Major News Agency Says Kensington Palace Is “Absolutely Not” a Trusted Source After Photo Debacle

Major News Agency Says Kensington Palace Is “Absolutely Not” a Trusted Source After Photo Debacle

One of the world’s biggest news agencies is now reconsidering its relationship with the Prince and Princess of Wales, in the wake of the controversy over a doctored photo of Princess Kate.

Kensington Palace is no longer a trusted source, according to Phil Chetwynd, global news director of Agence France-Press, speaking Wednesday about the photo debacle on the BBC’s The Media Show.

AFP was among several agencies—including the Associated Press, Reuters, and Getty Images—that killed distribution of a family photo of Kate and her three kids due to evidence of digital manipulation of the image. The unprecedented move prompted the palace to issue a statement attributed to Kate, who confessed to “occasionally experiment[ing] with editing” and apologized for the confusion. Despite growing demands, the palace has stated it has no plans to release the original, unaltered photo.

“All the agencies validated the photo, which clearly violated our rules, because it’s actually not even well Photoshopped,” Phil said. Asked if Kensington Palace can maintain its reputation as a “trusted source” following the photo controversy, Phil said, “Absolutely not. Like with anything, when you’re let down by a source, the bar is raised and we’ve got major issues internally as to how we validate that photo. We shouldn’t have done [it], it violated our guidelines, and therefore we sent out notes to all our team at the moment to be absolutely super more vigilant about the content coming across our desk, even from what we would call trusted sources.”

The blatant Photoshop issues included retouching mistakes on Princess Charlotte’s sleeve and skirt, as well as on Kate’s jacket.

princess kate
Courtesy Kensington Palace

Talking about the line between acceptable and unacceptable photo edits, Phil said, “One thing that’s really important is that you cannot be distorting reality for the public.... The big issue here is one of trust and the lack of trust of the general public in institutions generally and in the media. So it’s extremely important that a photo does represent broadly the reality that it’s in, and therefore it is not in a sense telling some kind of lie or some kind of false truth around an event that happens.”

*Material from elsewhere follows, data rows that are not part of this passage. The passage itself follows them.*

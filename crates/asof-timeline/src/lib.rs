//! # asof-timeline
//!
//! Point-in-time reconstruction over an append-only interval log:
//! the interval store, the as-of resolver with its gap-tolerance policy,
//! trailing-window transition counts, leakage-checked snapshot building,
//! and the data-driven tier cascade evaluated over finished snapshots.
//!
//! Everything here is a pure computation over immutable inputs. The store
//! is built once per run and read-only thereafter; snapshots are derived
//! values, recomputed rather than patched.

pub mod engine;
pub mod resolve;
pub mod snapshot;
pub mod store;
pub mod tiers;
pub mod validate;
pub mod window;

pub use engine::TimelineEngine;
pub use store::IntervalStore;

He also commented on the significance of a kill notification, which agencies issue to instruct their clients to remove a photo from media circulation. “It’s a big deal for an agency to issue a kill,” he explained. “It would be rare. We wouldn’t like to issue more than one a month, I would say.”

Although some photos may be killed due to copyright reasons, retracting a photo due to image manipulation is much more severe and uncommon. “To kill something on the basis of manipulation [happens] once a year, maybe. I hope less,” Phil said. “The previous kills we’ve had have been from the North Korean news agency or the Iranian news agency.”

The palace released the photo to mark the U.K.’s Mother’s Day, but the portrait also arrived amid widespread concerns over the princess’s whereabouts. Kate was last publicly seen on December 25, and has purportedly since recused herself from public duties following a “planned abdominal surgery” in January.